Les pistes en herbe sont très larges (150 m) et sont divisées en deux virtuellement dans le sens de la longueur, une moitié pour les avions, une moitié pour les planeurs, en fonction du côté des tours de piste respectifs.

Le service AFIS est ouvert chaque jour de 09.00 à 12.00 et de 14.30 à 17.30. La fréquence est 118.45. On n’y parle français et anglais. Le service AFIS a un rôle de conseil et d’information et ses instructions n’ont aucun caractère obligatoire. Le pilote en vol reste toujours maître de ses décisions, qu’il prend et exécute sous sa propre responsabilité. Il faut savoir que le trafic radio est enregistré sur bande en permanence. Lorsque le service AFIS n’est pas opérationnel, le trafic radio s’effectue en auto-information en langue française.

L’usage de la radio est obligatoire, en particulier pour prévenir de toutes manœuvres en dehors des tours de piste, comme par exemple un atterrissage sur une autre piste que celle utilisée par la majorité des usagers ou pour les arrivées basses. Il est de règle de s’annoncer en vent arrière, en étape de base et en finale. Le service AFIS fournit alors les indications sur la force et direction du vent.

 

2.3.2. Le vol à voile

2.3.2.1. Le starter planeurs.

Le remorquage des  planeurs sur l’aérodrome de Blois-Le Breuil est généralement assuré par l'ACBV. Il arrive cependant que des clubs visiteurs utilisent leurs propres moyens de remorquage. Une organisation du starter planeurs est donc nécessaire afin de :

- Assurer la manutention et la mise en l’air des planeurs dans des conditions de sécurité maximum.

- Assurer la séparation entre l’activité avion et l’activité vol à voile d’une part et entre planeurs et remorqueurs d’autre part.

- Permettre une rotation rapide et sans temps morts des avions remorqueurs, dans l’intérêt des vélivoles alignés au départ et dans le respect des impératifs économiques.

Alignement des planeurs en piste

Lorsque les planeurs sont amenés en piste (voir le plan annexe « La mise en piste ») ils ne doivent pas être alignés directement sur la piste, à moins d’un décollage immédiat, mais être déposés sur l’aire de stationnement où visites pré-vol, préparation des circuits, remplissage des ballasts du planeur, vidage des ballasts du pilote, casse-croûte etc... peuvent être effectués en toute quiétude. Les planeurs ne seront alignés sur la piste qu’une fois prêts au décollage, avec leurs pilotes respectifs présents sur place. Ceci afin d’éviter que des planeurs dont les pilotes sont à table ou à la sieste n’obstruent la ligne de départ, juste pour avoir réservé un ordre de décollage.

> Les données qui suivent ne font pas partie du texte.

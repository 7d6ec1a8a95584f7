//! Docker backend driving the `docker` command-line client.

use std::collections::BTreeMap;
use std::path::PathBuf;
use std::process::Command;

use dockcheck_common::error::{HarnessError, Result};
use dockcheck_common::types::{ContainerId, ImageRef};
use serde::Deserialize;

use super::{ContainerDetails, ContainerRuntime, ContainerSpec, ImageInfo, ProcessEntry};
use crate::exec::ExecOutput;

/// Backend that shells out to the Docker CLI.
#[derive(Debug, Clone)]
pub struct DockerCli {
    binary: PathBuf,
}

impl DockerCli {
    /// Locates the `docker` binary on `PATH`.
    ///
    /// # Errors
    ///
    /// Returns [`HarnessError::NotFound`] if no `docker` binary is installed.
    pub fn locate() -> Result<Self> {
        let binary = which::which("docker").map_err(|_| HarnessError::NotFound {
            kind: "binary",
            id: "docker".into(),
        })?;
        tracing::debug!(binary = %binary.display(), "using docker CLI");
        Ok(Self { binary })
    }

    /// Uses an explicit client binary.
    #[must_use]
    pub const fn with_binary(binary: PathBuf) -> Self {
        Self { binary }
    }

    fn output(&self, args: &[String]) -> Result<ExecOutput> {
        tracing::trace!(?args, "docker");
        let output = Command::new(&self.binary)
            .args(args)
            .output()
            .map_err(|e| HarnessError::Io {
                path: self.binary.clone(),
                source: e,
            })?;
        Ok(output.into())
    }

    /// Runs a command and returns its stdout, mapping failure to a
    /// provisioning error for `target`.
    fn run(&self, target: &str, args: &[String]) -> Result<String> {
        let out = self.output(args)?;
        if !out.success() {
            return Err(HarnessError::provisioning(target, out.stderr.trim()));
        }
        Ok(out.stdout)
    }
}

impl ContainerRuntime for DockerCli {
    fn list_images(&self) -> Result<Vec<ImageInfo>> {
        let stdout = self.run(
            "image listing",
            &strings(&["image", "ls", "--no-trunc", "--format", "{{json .}}"]),
        )?;
        parse_image_lines(&stdout)
    }

    fn create(&self, spec: &ContainerSpec) -> Result<ContainerId> {
        let stdout = self.run(&spec.name, &create_args(spec))?;
        let id = ContainerId::new(stdout.trim());
        tracing::info!(id = %id, name = %spec.name, image = %spec.image, "container created");
        Ok(id)
    }

    fn start(&self, id: &ContainerId) -> Result<()> {
        let _ = self.run(id.as_str(), &strings(&["start", id.as_str()]))?;
        tracing::info!(id = %id, "container started");
        Ok(())
    }

    fn inspect(&self, id: &ContainerId) -> Result<ContainerDetails> {
        let stdout = self.run(id.as_str(), &strings(&["inspect", id.as_str()]))?;
        parse_inspect(id, &stdout)
    }

    fn top(&self, id: &ContainerId) -> Result<Vec<ProcessEntry>> {
        let stdout = self.run(id.as_str(), &strings(&["top", id.as_str(), "-eo", "pid,args"]))?;
        Ok(parse_top(&stdout))
    }

    fn exec(&self, id: &ContainerId, cmd: &[String]) -> Result<ExecOutput> {
        if cmd.is_empty() {
            return Err(HarnessError::Config {
                message: "exec command is empty".into(),
            });
        }
        tracing::info!(id = %id, ?cmd, "exec into container");
        let mut args = strings(&["exec", id.as_str()]);
        args.extend(cmd.iter().cloned());
        self.output(&args)
    }

    fn stop(&self, id: &ContainerId) -> Result<()> {
        let _ = self.run(id.as_str(), &strings(&["stop", id.as_str()]))?;
        tracing::info!(id = %id, "container stopped");
        Ok(())
    }

    fn remove(&self, id: &ContainerId) -> Result<()> {
        let _ = self.run(id.as_str(), &strings(&["rm", "--volumes", id.as_str()]))?;
        tracing::info!(id = %id, "container removed");
        Ok(())
    }
}

fn strings(args: &[&str]) -> Vec<String> {
    args.iter().map(|s| (*s).to_string()).collect()
}

/// Builds the argument list for `docker create`.
fn create_args(spec: &ContainerSpec) -> Vec<String> {
    let mut args = strings(&["create", "--name", &spec.name]);
    for (key, value) in &spec.labels {
        args.push("--label".into());
        args.push(format!("{key}={value}"));
    }
    for assignment in spec.env.to_assignments() {
        args.push("--env".into());
        args.push(assignment);
    }
    for port in &spec.ports {
        args.push("--publish".into());
        args.push(format!("{}:{}", port.host_port, port.container_port));
    }
    for volume in &spec.volumes {
        args.push("--volume".into());
        args.push(volume.to_string());
    }
    args.push(spec.image.to_string());
    args
}

#[derive(Deserialize)]
#[serde(rename_all = "PascalCase")]
struct ImageLine {
    #[serde(rename = "ID")]
    id: String,
    repository: String,
    tag: String,
}

/// Parses `docker image ls --format '{{json .}}'` output, merging tags that
/// point at the same image while keeping first-seen order.
fn parse_image_lines(stdout: &str) -> Result<Vec<ImageInfo>> {
    let mut images: Vec<ImageInfo> = Vec::new();
    for line in stdout.lines().filter(|l| !l.trim().is_empty()) {
        let entry: ImageLine = serde_json::from_str(line)?;
        let tag = (entry.repository != "<none>")
            .then(|| format!("{}:{}", entry.repository, entry.tag));
        if let Some(existing) = images.iter_mut().find(|i| i.id.as_str() == entry.id) {
            existing.repo_tags.extend(tag);
        } else {
            images.push(ImageInfo {
                id: ImageRef::new(entry.id),
                repo_tags: tag.into_iter().collect(),
            });
        }
    }
    Ok(images)
}

#[derive(Deserialize)]
#[serde(rename_all = "PascalCase")]
struct InspectDoc {
    state: InspectState,
    config: InspectConfig,
    network_settings: InspectNetwork,
}

#[derive(Deserialize)]
#[serde(rename_all = "PascalCase")]
struct InspectState {
    running: bool,
}

#[derive(Deserialize)]
#[serde(rename_all = "PascalCase")]
struct InspectConfig {
    labels: Option<BTreeMap<String, String>>,
}

#[derive(Deserialize)]
#[serde(rename_all = "PascalCase")]
struct InspectNetwork {
    #[serde(rename = "IPAddress")]
    ip_address: Option<String>,
    ports: Option<BTreeMap<String, Option<Vec<HostBinding>>>>,
}

#[derive(Deserialize)]
#[serde(rename_all = "PascalCase")]
struct HostBinding {
    host_port: String,
}

fn parse_inspect(id: &ContainerId, stdout: &str) -> Result<ContainerDetails> {
    let docs: Vec<InspectDoc> = serde_json::from_str(stdout)?;
    let doc = docs.into_iter().next().ok_or_else(|| HarnessError::NotFound {
        kind: "container",
        id: id.to_string(),
    })?;
    let ports = doc
        .network_settings
        .ports
        .unwrap_or_default()
        .into_iter()
        .map(|(port, bindings)| {
            let host_ports = bindings
                .unwrap_or_default()
                .iter()
                .filter_map(|b| b.host_port.parse().ok())
                .collect();
            (port, host_ports)
        })
        .collect();
    Ok(ContainerDetails {
        ip_address: doc.network_settings.ip_address.filter(|ip| !ip.is_empty()),
        ports,
        labels: doc.config.labels.unwrap_or_default(),
        running: doc.state.running,
    })
}

/// Parses `docker top <id> -eo pid,args`, skipping the header row.
fn parse_top(stdout: &str) -> Vec<ProcessEntry> {
    stdout
        .lines()
        .skip(1)
        .filter_map(|line| {
            let line = line.trim();
            let (pid, command) = line.split_once(char::is_whitespace)?;
            Some(ProcessEntry {
                pid: pid.to_string(),
                command: command.trim().to_string(),
            })
        })
        .collect()
}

Deux lignes d’un maximum de 4 ou 5 planeurs doivent être formées afin d’assurer le remorquage en parallèle (pas en formation !). Ces lignes seront alimentées par l’arrière en machines provenant de l’aire de stationnement. Une distance d’environ 20 mètres sera laissée libre entre chaque file, ce afin de permettre de dégager si besoin est un planeur d’une ligne vers l’arrière sans empiéter sur l’aire d’atterrissage des remorqueurs et des planeurs. Voir à ce propos le plan annexe « Le starter planeurs ».

2.3.2.2. La procédure de décollage

L’itinéraire de mise en piste des planeurs est décrit dans le plan fourni en annexe. La traversée des piste doit s’opérer rapidement mais sans précipitation de manière à bien observer le trafic aérien, même lorsque la piste traversée n’est pas en service. Le mieux est d’utiliser une radio portable pour signaler ses intentions au service AFIS sur 118.45. En raison des distances à couvrir pour la mise en piste, l’utilisation d’une roue jockey et d’une barre de remorquage est VIVEMENT recommandée.

Les planeurs ne sont pas alignés en piste mais garés sur la touche en attendant qu’ils soient prêts au départ, ceci afin d’éviter un embouteillage de la piste avec des planeurs dont les pilotes sont partis déjeuner. Les machines sont alignées seulement dans les minutes qui précèdent le décollage.

Les avions remorqueurs atterrissent toujours avec le câble. La plupart du temps, ils procèdent de la manière suivante :

Décollage en 30 : Le remorqueur atterrit en 02 et double la file des planeurs alignés pour venir se placer directement devant le premier prêt au décollage.

Décollage en 20 : Le remorqueur atterrit en 12 et double la file de planeur de la même façon.

Cette procédure assure la rapidité maximum des manœuvres au sol et augmente donc le nombre de remorqués à l’heure.

Tant que l’aile du planeur est posée dans l’herbe, le pilote remorqueur part du principe que le planeur n’est pas prêt au décollage. Il tend lentement le câble en surveillant l’opération dans son rétroviseur, puis s’arrête. Le pilote du planeur fait alors signe à l’aide qu’il est prêt à décoller, il annonce à la radio au remorqueur « Prêt au décollage ». L’aide s’assure que rien venant de l’arrière ne viendra perturber la décollage et lève l’aile du planeur à l’horizontale. La mise de gaz du remorqueur intervient aussitôt. Le pilote remorqueur assure les communications radio avec le service AFIS. Si le remorqueur agite son gouvernail de direction, cela signifie qu'il a constaté quelque chose d'anormal sur votre planeur. En général il s'agit des aérofreins que vous aurez oublié de rentrer. Si cette situation se produit avant le décollage, le remorqueur ne mettra pas les gaz tant que l'état normal de votre machine n'a pas été restauré. Si cela arrive en vol remorqué, vérifiez immédiatement que vos aérofreins sont bien rentrés ou que votre parachute frein ne s'est pas déployé intempestivement.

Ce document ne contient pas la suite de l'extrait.